Hinzu kommen noch Ihre persönlichen Ansprüche an Ihre Immobilie. Da Sie nicht mehr erwerbstätig sind, dürften Sie sehr viel mehr Zeit in Ihrem Haus oder in Ihrer Wohnung verbringen als früher. Dadurch steigen auch die Bedürfnisse an das Wohnumfeld. Vielleicht wollen Sie Ihr Badezimmer komplett modernisieren oder eine Sauna im Keller einrichten. Jedenfalls möchten Sie auf Komfort bestimmt nicht verzichten. Auch zur Erfüllung solcher Wünsche sollten ausreichende finanzielle Reserven bereitstehen.

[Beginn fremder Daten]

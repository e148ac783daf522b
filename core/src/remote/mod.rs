//! Remote tools served over the Model Context Protocol.

pub mod provider;
pub mod tool;
pub mod transport;

#[cfg(test)]
pub(crate) mod testing;

pub use provider::McpToolProvider;
pub use tool::McpTool;
pub use transport::{HttpTransport, McpTransport, StdioTransport, connect_transport};

use crate::config::Config;
use crate::traits::RemoteToolProvider;
use std::sync::Arc;

/// One provider per enabled `[[mcp_servers]]` entry. Nothing connects until
/// discovery.
pub fn create_remote_providers(config: &Config) -> Vec<Arc<dyn RemoteToolProvider>> {
    config
        .mcp_servers
        .iter()
        .filter(|server| server.enabled)
        .map(|server| Arc::new(McpToolProvider::new(server.clone())) as Arc<dyn RemoteToolProvider>)
        .collect()
}
use crate::retrieval::chunker::split_text;
use crate::traits::{Document, DocumentIndexer, Passage, Retriever};
use anyhow::Context;
use async_trait::async_trait;
use serde::{Deserialize, Serialize};
use serde_json::json;
use std::sync::Arc;

const EMBEDDING_BATCH: usize = 64;

#[derive(Debug, Serialize)]
struct EmbeddingRequest<'a> {
    model: &'a str,
    input: &'a [String],
}

#[derive(Debug, Deserialize)]
struct EmbeddingResponse {
    data: Vec<EmbeddingData>,
}

#[derive(Debug, Deserialize)]
struct EmbeddingData {
    index: usize,
    embedding: Vec<f32>,
}

#[derive(Clone)]
struct EmbeddingClient {
    client: reqwest::Client,
    api_key: String,
    base_url: String,
    model: String,
}

impl EmbeddingClient {
    async fn embed(&self, inputs: &[String]) -> anyhow::Result<Vec<Vec<f32>>> {
        let mut vectors = Vec::with_capacity(inputs.len());

        for batch in inputs.chunks(EMBEDDING_BATCH) {
            let response = self
                .client
                .post(format!("{}/embeddings", self.base_url))
                .header("Authorization", format!("Bearer {}", self.api_key))
                .json(&EmbeddingRequest {
                    model: &self.model,
                    input: batch,
                })
                .send()
                .await
                .context("Embedding request failed")?;

            if !response.status().is_success() {
                let status = response.status();
                let error_text = response.text().await.unwrap_or_default();
                anyhow::bail!("Embedding API error {}: {}", status, error_text);
            }

            let mut body: EmbeddingResponse = response.json().await?;
            if body.data.len() != batch.len() {
                anyhow::bail!(
                    "Embedding API returned {} vectors for {} inputs",
                    body.data.len(),
                    batch.len()
                );
            }
            body.data.sort_by_key(|d| d.index);
            vectors.extend(body.data.into_iter().map(|d| d.embedding));
        }

        Ok(vectors)
    }
}

/// Indexes chunks through an OpenAI-compatible `/embeddings` endpoint and
/// ranks them by cosine similarity.
pub struct EmbeddingIndexer {
    client: EmbeddingClient,
    chunk_size: usize,
    chunk_overlap: usize,
    top_k: usize,
}

impl EmbeddingIndexer {
    pub fn new(api_key: impl Into<String>) -> Self {
        let client = reqwest::Client::builder()
            .timeout(std::time::Duration::from_secs(120))
            .connect_timeout(std::time::Duration::from_secs(30))
            .build()
            .unwrap_or_default();

        Self {
            client: EmbeddingClient {
                client,
                api_key: api_key.into(),
                base_url: "https://api.openai.com/v1".to_string(),
                model: "text-embedding-ada-002".to_string(),
            },
            chunk_size: 1000,
            chunk_overlap: 100,
            top_k: 4,
        }
    }

    pub fn with_model(mut self, model: impl Into<String>) -> Self {
        self.client.model = model.into();
        self
    }

    pub fn with_base_url(mut self, base_url: impl Into<String>) -> Self {
        self.client.base_url = base_url.into().trim_end_matches('/').to_string();
        self
    }

    pub fn with_chunking(mut self, chunk_size: usize, chunk_overlap: usize) -> Self {
        self.chunk_size = chunk_size;
        self.chunk_overlap = chunk_overlap;
        self
    }

    pub fn with_top_k(mut self, top_k: usize) -> Self {
        self.top_k = top_k;
        self
    }
}

#[async_trait]
impl DocumentIndexer for EmbeddingIndexer {
    fn name(&self) -> &str {
        "embedding"
    }

    async fn index(&self, document: Document) -> anyhow::Result<Arc<dyn Retriever>> {
        let chunks = split_text(&document.content, self.chunk_size, self.chunk_overlap);
        if chunks.is_empty() {
            anyhow::bail!("document '{}' produced no chunks", document.name);
        }

        let vectors = self
            .client
            .embed(&chunks)
            .await
            .with_context(|| format!("Failed to embed '{}'", document.name))?;

        tracing::debug!(
            source = %document.name,
            chunks = chunks.len(),
            "Embedded document"
        );

        Ok(Arc::new(EmbeddingRetriever {
            client: self.client.clone(),
            source: document.name,
            chunks,
            vectors,
            top_k: self.top_k,
        }))
    }
}

pub struct EmbeddingRetriever {
    client: EmbeddingClient,
    source: String,
    chunks: Vec<String>,
    vectors: Vec<Vec<f32>>,
    top_k: usize,
}

#[async_trait]
impl Retriever for EmbeddingRetriever {
    async fn query(&self, query: &str) -> anyhow::Result<Vec<Passage>> {
        let query_vector = self
            .client
            .embed(&[query.to_string()])
            .await?
            .pop()
            .ok_or_else(|| anyhow::anyhow!("No embedding returned for query"))?;

        Ok(rank(&query_vector, &self.vectors, self.top_k)
            .into_iter()
            .map(|(idx, score)| Passage {
                text: self.chunks[idx].clone(),
                metadata: json!({
                    "source": self.source,
                    "chunk": idx,
                    "score": score,
                }),
            })
            .collect())
    }

    fn chunk_count(&self) -> usize {
        self.chunks.len()
    }
}

fn rank(query: &[f32], vectors: &[Vec<f32>], top_k: usize) -> Vec<(usize, f32)> {
    let mut scored: Vec<(usize, f32)> = vectors
        .iter()
        .enumerate()
        .map(|(idx, v)| (idx, cosine_similarity(query, v)))
        .collect();
    scored.sort_by(|a, b| b.1.total_cmp(&a.1).then(a.0.cmp(&b.0)));
    scored.truncate(top_k);
    scored
}

fn cosine_similarity(a: &[f32], b: &[f32]) -> f32 {
    let dot: f32 = a.iter().zip(b).map(|(x, y)| x * y).sum();
    let norm_a: f32 = a.iter().map(|x| x * x).sum::<f32>().sqrt();
    let norm_b: f32 = b.iter().map(|x| x * x).sum::<f32>().sqrt();
    if norm_a == 0.0 || norm_b == 0.0 {
        0.0
    } else {
        dot / (norm_a * norm_b)
    }
}

#[cfg(test)]
mod tests {
    use super::*;

    #[test]
    fn cosine_of_parallel_vectors() {
        assert!((cosine_similarity(&[1.0, 2.0], &[2.0, 4.0]) - 1.0).abs() < 1e-6);
        assert_eq!(cosine_similarity(&[0.0, 0.0], &[1.0, 1.0]), 0.0);
    }

    #[test]
    fn rank_orders_by_similarity() {
        let vectors = vec![vec![0.0, 1.0], vec![1.0, 0.0], vec![0.7, 0.7]];
        let ranked = rank(&[1.0, 0.1], &vectors, 2);
        assert_eq!(ranked.len(), 2);
        assert_eq!(ranked[0].0, 1);
        assert_eq!(ranked[1].0, 2);
    }
}
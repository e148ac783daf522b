pub mod factory;
pub mod file;
pub mod memory;

pub use factory::create_checkpoint_store;
pub use file::JsonFileCheckpointStore;
pub use memory::MemoryCheckpointStore;
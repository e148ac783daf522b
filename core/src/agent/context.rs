use crate::retrieval::DocumentInfo;
use crate::tools::RETRIEVAL_TOOL_NAME;
use crate::traits::{Message, ToolSpec};
use std::fmt::Write;
use std::path::{Path, PathBuf};

const PERSONA_MAX_CHARS: usize = 20_000;
const PERSONA_FILE: &str = "PERSONA.md";

const DEFAULT_PERSONA: &str = "You are a helpful assistant. Answer concisely. \
Use the available tools when they help: search the web for current facts, \
look up stock prices, and consult the uploaded document when the question \
is about it. Never invent tool results.";

pub struct ContextBuilder {
    pub workspace: PathBuf,
    pub tool_protocol: bool,
}

impl ContextBuilder {
    pub fn new(workspace: impl AsRef<Path>) -> Self {
        Self {
            workspace: workspace.as_ref().to_path_buf(),
            tool_protocol: false,
        }
    }

    /// Describe the `<tool_call>` text protocol for backends without native
    /// tool calling.
    pub fn with_tool_protocol(mut self, enabled: bool) -> Self {
        self.tool_protocol = enabled;
        self
    }

    pub fn build_system_prompt(
        &self,
        thread_id: &str,
        tools: &[ToolSpec],
        document: Option<&DocumentInfo>,
    ) -> String {
        let mut parts = vec![self.load_persona()];

        if let Some(instructions) = self.get_tool_instructions(tools) {
            parts.push(instructions);
        }

        parts.push(self.get_runtime_context(thread_id, document));

        parts.join("\n\n---\n\n")
    }

    pub fn build_messages(
        &self,
        thread_id: &str,
        tools: &[ToolSpec],
        document: Option<&DocumentInfo>,
        history: &[Message],
    ) -> Vec<Message> {
        let mut messages = Vec::with_capacity(history.len() + 2);
        messages.push(Message::system(
            self.build_system_prompt(thread_id, tools, document),
        ));
        messages.extend_from_slice(history);
        messages
    }

    fn get_tool_instructions(&self, tools: &[ToolSpec]) -> Option<String> {
        if !self.tool_protocol || tools.is_empty() {
            return None;
        }

        let mut instructions = String::new();
        instructions.push_str("## Tool Use Protocol\n\n");
        instructions.push_str("To use a tool, wrap a JSON object in <tool_call> tags:\n\n");
        instructions.push_str("```\n<tool_call>\n{\"name\": \"tool_name\", \"arguments\": {\"param\": \"value\"}}\n</tool_call>\n```\n\n");
        instructions.push_str("You may use multiple tool calls in a single response. ");
        instructions.push_str("After tool execution, results appear in <tool_result> tags. ");
        instructions
            .push_str("Continue reasoning with the results until you can give a final answer.\n\n");
        instructions.push_str("### Available Tools\n\n");

        for tool in tools {
            let _ = writeln!(
                instructions,
                "**{}**: {}\nParameters: `{}`\n",
                tool.name, tool.description, tool.parameters_schema
            );
        }

        Some(instructions)
    }

    fn get_runtime_context(&self, thread_id: &str, document: Option<&DocumentInfo>) -> String {
        let timestamp = chrono::Local::now().format("%Y-%m-%d %H:%M (%A)");

        let mut context = format!(
            "## Runtime Context

### Current Time
{}

### Conversation
{}",
            timestamp, thread_id
        );

        match document {
            Some(doc) => {
                let _ = write!(
                    context,
                    "\n\n### Uploaded Document\n{} ({} chunks). Call `{}` with the user's question to read from it.",
                    doc.name, doc.chunks, RETRIEVAL_TOOL_NAME
                );
            }
            None => {
                context.push_str("\n\n### Uploaded Document\nNone.");
            }
        }

        context
    }

    fn load_persona(&self) -> String {
        let Ok(content) = std::fs::read_to_string(self.workspace.join(PERSONA_FILE)) else {
            return DEFAULT_PERSONA.to_string();
        };

        let trimmed = content.trim();
        if trimmed.is_empty() {
            return DEFAULT_PERSONA.to_string();
        }

        if trimmed.chars().count() > PERSONA_MAX_CHARS {
            let truncated: String = trimmed.chars().take(PERSONA_MAX_CHARS).collect();
            format!("{}\n\n[... truncated at {} chars]", truncated, PERSONA_MAX_CHARS)
        } else {
            trimmed.to_string()
        }
    }
}
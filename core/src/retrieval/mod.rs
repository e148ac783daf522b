pub mod chunker;
pub mod document;
pub mod embedding;
pub mod keyword;
pub mod store;

pub use document::{DocumentSource, load_document};
pub use embedding::EmbeddingIndexer;
pub use keyword::KeywordIndexer;
pub use store::{DocumentInfo, RetrievalContextStore};

use crate::config::{Config, IndexerKind};
use crate::error::AgentError;
use crate::providers::resolve_api_key;
use crate::traits::DocumentIndexer;
use std::sync::Arc;

pub fn create_indexer(config: &Config) -> Result<Arc<dyn DocumentIndexer>, AgentError> {
    let retrieval = &config.retrieval;

    match retrieval.indexer {
        IndexerKind::Keyword => Ok(Arc::new(KeywordIndexer::new(
            retrieval.chunk_size,
            retrieval.chunk_overlap,
            retrieval.top_k,
        ))),
        IndexerKind::Embedding => {
            let api_key = resolve_api_key(
                &["OPENAI_API_KEY", "PARLEY_OPENAI_API_KEY"],
                &config.api_key,
            )
            .ok_or_else(|| {
                AgentError::Configuration(
                    "embedding indexer needs an OpenAI API key (OPENAI_API_KEY)".into(),
                )
            })?;

            let mut indexer = EmbeddingIndexer::new(api_key)
                .with_model(retrieval.embedding_model.clone())
                .with_chunking(retrieval.chunk_size, retrieval.chunk_overlap)
                .with_top_k(retrieval.top_k);
            if config.provider_name() == "openai"
                && let Some(base_url) = &config.base_url
            {
                indexer = indexer.with_base_url(base_url.clone());
            }
            Ok(Arc::new(indexer))
        }
    }
}
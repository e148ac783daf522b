use crate::error::AgentError;
use anyhow::{Context, Result};
use serde::{Deserialize, Serialize};
use std::collections::{BTreeMap, HashSet};
use std::path::PathBuf;

const PARLEY_DIR: &str = ".parley";
const PARLEY_HOME_ENV: &str = "PARLEY_HOME";

#[derive(Debug, Clone, Copy, Serialize, Deserialize, PartialEq, Eq)]
#[serde(default)]
pub struct StreamConfig {
    pub enabled: bool,
}

impl Default for StreamConfig {
    fn default() -> Self {
        Self { enabled: true }
    }
}

#[derive(Debug, Clone, Copy, Serialize, Deserialize, PartialEq, Eq, Default)]
#[serde(rename_all = "lowercase")]
pub enum CheckpointBackend {
    Memory,
    #[default]
    File,
}

#[derive(Debug, Clone, Serialize, Deserialize, PartialEq, Eq, Default)]
#[serde(default)]
pub struct CheckpointConfig {
    pub backend: CheckpointBackend,
}

#[derive(Debug, Clone, Copy, Serialize, Deserialize, PartialEq, Eq, Default)]
#[serde(rename_all = "lowercase")]
pub enum IndexerKind {
    #[default]
    Keyword,
    Embedding,
}

#[derive(Debug, Clone, Serialize, Deserialize, PartialEq)]
#[serde(default)]
pub struct RetrievalConfig {
    pub indexer: IndexerKind,
    pub chunk_size: usize,
    pub chunk_overlap: usize,
    pub top_k: usize,
    pub embedding_model: String,
}

impl Default for RetrievalConfig {
    fn default() -> Self {
        Self {
            indexer: IndexerKind::Keyword,
            chunk_size: 1000,
            chunk_overlap: 100,
            top_k: 4,
            embedding_model: "text-embedding-ada-002".to_string(),
        }
    }
}

#[derive(Debug, Clone, Serialize, Deserialize, PartialEq, Eq)]
#[serde(default)]
pub struct ToolsConfig {
    pub stock_api_key: Option<String>,
    pub web_search: bool,
}

impl Default for ToolsConfig {
    fn default() -> Self {
        Self {
            stock_api_key: None,
            web_search: true,
        }
    }
}

#[derive(Debug, Clone, Copy, Serialize, Deserialize, PartialEq, Eq)]
#[serde(rename_all = "lowercase")]
pub enum McpTransportKind {
    Stdio,
    Http,
}

#[derive(Debug, Clone, Serialize, Deserialize, PartialEq, Eq)]
pub struct McpServerConfig {
    pub name: String,
    pub transport: McpTransportKind,
    #[serde(default)]
    pub command: Option<String>,
    #[serde(default)]
    pub args: Vec<String>,
    #[serde(default)]
    pub env: BTreeMap<String, String>,
    #[serde(default)]
    pub url: Option<String>,
    #[serde(default = "default_mcp_timeout")]
    pub timeout_secs: u64,
    #[serde(default = "default_true")]
    pub enabled: bool,
}

fn default_mcp_timeout() -> u64 {
    30
}

fn default_true() -> bool {
    true
}

#[derive(Debug, Clone, Serialize, Deserialize)]
#[serde(default)]
pub struct Config {
    pub provider: Option<String>,
    pub api_key: String,
    pub base_url: Option<String>,
    pub model: String,
    pub temperature: f64,
    pub max_tool_rounds: usize,
    pub tool_timeout_secs: u64,
    pub stream: StreamConfig,
    pub checkpoint: CheckpointConfig,
    pub retrieval: RetrievalConfig,
    pub tools: ToolsConfig,
    pub mcp_servers: Vec<McpServerConfig>,
    #[serde(skip)]
    pub data_dir: PathBuf,
}

impl Default for Config {
    fn default() -> Self {
        Config {
            provider: None,
            api_key: String::new(),
            base_url: None,
            model: "gpt-4o".to_string(),
            temperature: 0.0,
            max_tool_rounds: 20,
            tool_timeout_secs: 60,
            stream: StreamConfig::default(),
            checkpoint: CheckpointConfig::default(),
            retrieval: RetrievalConfig::default(),
            tools: ToolsConfig::default(),
            mcp_servers: vec![],
            data_dir: get_parley_dir(),
        }
    }
}

pub fn get_parley_dir() -> PathBuf {
    if let Ok(dir) = std::env::var(PARLEY_HOME_ENV)
        && !dir.trim().is_empty()
    {
        return PathBuf::from(dir);
    }
    let home = std::env::var("HOME").unwrap_or_else(|_| ".".to_string());
    PathBuf::from(home).join(PARLEY_DIR)
}

pub fn get_config_path() -> PathBuf {
    get_parley_dir().join("config.toml")
}

pub fn ensure_parley_dir() -> Result<PathBuf> {
    let parley_dir = get_parley_dir();

    if !parley_dir.exists() {
        std::fs::create_dir_all(&parley_dir).with_context(|| {
            format!(
                "Failed to create parley directory at {}",
                parley_dir.display()
            )
        })?;
    }

    Ok(parley_dir)
}

impl Config {
    pub fn load_or_init() -> Result<Self> {
        if config_exists() {
            load_config()
        } else {
            Ok(Config::default())
        }
    }

    pub fn from_toml(content: &str) -> Result<Self> {
        let mut config: Config = toml::from_str(content)?;
        config.data_dir = get_parley_dir();
        Ok(config)
    }

    pub fn provider_name(&self) -> &str {
        self.provider.as_deref().unwrap_or("openai")
    }

    pub fn threads_dir(&self) -> PathBuf {
        self.data_dir.join("threads")
    }

    pub fn validate(&self) -> Result<(), AgentError> {
        if self.max_tool_rounds == 0 {
            return Err(AgentError::Configuration(
                "max_tool_rounds must be at least 1".into(),
            ));
        }
        if self.tool_timeout_secs == 0 {
            return Err(AgentError::Configuration(
                "tool_timeout_secs must be at least 1".into(),
            ));
        }
        if self.retrieval.chunk_size == 0
            || self.retrieval.chunk_overlap >= self.retrieval.chunk_size
        {
            return Err(AgentError::Configuration(format!(
                "retrieval.chunk_overlap ({}) must be smaller than retrieval.chunk_size ({})",
                self.retrieval.chunk_overlap, self.retrieval.chunk_size
            )));
        }
        if self.retrieval.top_k == 0 {
            return Err(AgentError::Configuration(
                "retrieval.top_k must be at least 1".into(),
            ));
        }

        let mut seen = HashSet::new();
        for server in &self.mcp_servers {
            if server.name.trim().is_empty() {
                return Err(AgentError::Configuration(
                    "mcp server entries need a name".into(),
                ));
            }
            if !seen.insert(server.name.as_str()) {
                return Err(AgentError::Configuration(format!(
                    "duplicate mcp server name '{}'",
                    server.name
                )));
            }
            match server.transport {
                McpTransportKind::Stdio if server.command.is_none() => {
                    return Err(AgentError::Configuration(format!(
                        "mcp server '{}' uses stdio but has no command",
                        server.name
                    )));
                }
                McpTransportKind::Http if server.url.is_none() => {
                    return Err(AgentError::Configuration(format!(
                        "mcp server '{}' uses http but has no url",
                        server.name
                    )));
                }
                _ => {}
            }
        }

        Ok(())
    }
}

pub fn load_config() -> Result<Config> {
    let config_path = get_config_path();

    let content = std::fs::read_to_string(&config_path).map_err(|e| {
        if e.kind() == std::io::ErrorKind::NotFound {
            anyhow::anyhow!(
                "Config file not found. Run 'parley onboard' to set up your configuration."
            )
        } else {
            anyhow::anyhow!("Failed to read config from {}: {}", config_path.display(), e)
        }
    })?;

    Config::from_toml(&content)
        .with_context(|| format!("Failed to parse config from {}", config_path.display()))
}

pub fn save_config(config: &Config) -> Result<()> {
    ensure_parley_dir()?;

    let config_path = get_config_path();
    let content =
        toml::to_string_pretty(config).with_context(|| "Failed to serialize config to TOML")?;

    std::fs::write(&config_path, content)
        .with_context(|| format!("Failed to write config to {}", config_path.display()))?;

    Ok(())
}

pub fn config_exists() -> bool {
    get_config_path().exists()
}
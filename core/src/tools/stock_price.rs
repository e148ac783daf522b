use crate::tools::extract_string_arg;
use crate::traits::{Tool, ToolContext, ToolResult};
use anyhow::Context;
use async_trait::async_trait;
use serde_json::json;
use std::time::Duration;

const ALPHA_VANTAGE_URL: &str = "https://www.alphavantage.co/query";

pub struct StockPriceTool {
    client: reqwest::Client,
    api_key: Option<String>,
    base_url: String,
}

impl StockPriceTool {
    pub fn new(api_key: Option<String>) -> Self {
        let client = reqwest::Client::builder()
            .timeout(Duration::from_secs(10))
            .build()
            .unwrap_or_default();

        Self {
            client,
            api_key,
            base_url: ALPHA_VANTAGE_URL.to_string(),
        }
    }

    pub fn with_base_url(mut self, base_url: impl Into<String>) -> Self {
        self.base_url = base_url.into();
        self
    }
}

#[async_trait]
impl Tool for StockPriceTool {
    fn name(&self) -> &str {
        "stock_price"
    }

    fn description(&self) -> &str {
        "Fetch the latest stock quote for a ticker symbol (e.g. 'AAPL') using Alpha Vantage. \
         Returns the raw GLOBAL_QUOTE JSON."
    }

    fn parameters_schema(&self) -> serde_json::Value {
        json!({
            "type": "object",
            "properties": {
                "symbol": {
                    "type": "string",
                    "description": "Ticker symbol, e.g. AAPL or MSFT"
                }
            },
            "required": ["symbol"]
        })
    }

    async fn execute(
        &self,
        args: serde_json::Value,
        _ctx: &ToolContext,
    ) -> anyhow::Result<ToolResult> {
        let symbol = match extract_string_arg(&args, "symbol") {
            Ok(symbol) => symbol.to_uppercase(),
            Err(e) => return Ok(ToolResult::error(e.to_string())),
        };

        let Some(api_key) = self.api_key.as_deref() else {
            return Ok(ToolResult::error(
                "No Alpha Vantage API key configured (set ALPHAVANTAGE_API_KEY)",
            ));
        };

        let response = self
            .client
            .get(&self.base_url)
            .query(&[
                ("function", "GLOBAL_QUOTE"),
                ("symbol", symbol.as_str()),
                ("apikey", api_key),
            ])
            .send()
            .await
            .with_context(|| format!("Failed to fetch quote for {}", symbol))?;

        if !response.status().is_success() {
            return Ok(ToolResult::error(format!(
                "Alpha Vantage returned {}",
                response.status()
            )));
        }

        let body: serde_json::Value = response
            .json()
            .await
            .context("Alpha Vantage returned invalid JSON")?;

        Ok(ToolResult::success(body.to_string()))
    }
}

Auch Mieter haben Renovierungsbedarf
Als Mieter brauchen Sie sich um größere Modernisierungsmaßnahmen nicht zu kümmern, dafür muss in der Regel Ihr Vermieter in die Tasche greifen. Allenfalls für kleinere Reparaturen in der Wohnung selbst muss der Mieter aufkommen, sofern der Mietvertrag eine solche Vereinbarung enthält. Möglicherweise haben Sie aber auch die Absicht, noch längere Zeit in Ihrer Wohnung zu leben und möchten auf eigene Kosten und mit Zustimmung des Vermieters Verschönerungsmaßnahmen vornehmen.

Sie sehen, ob Sie nun in den eigenen vier Wänden oder zur Miete wohnen: In jedem Fall empfiehlt es sich, Rücklagen zu bilden. Dies können Sie tun, indem Sie in Form eines Sparplans monatlich einen kleinen Betrag zurücklegen oder aber einen Bausparvertrag abschließen.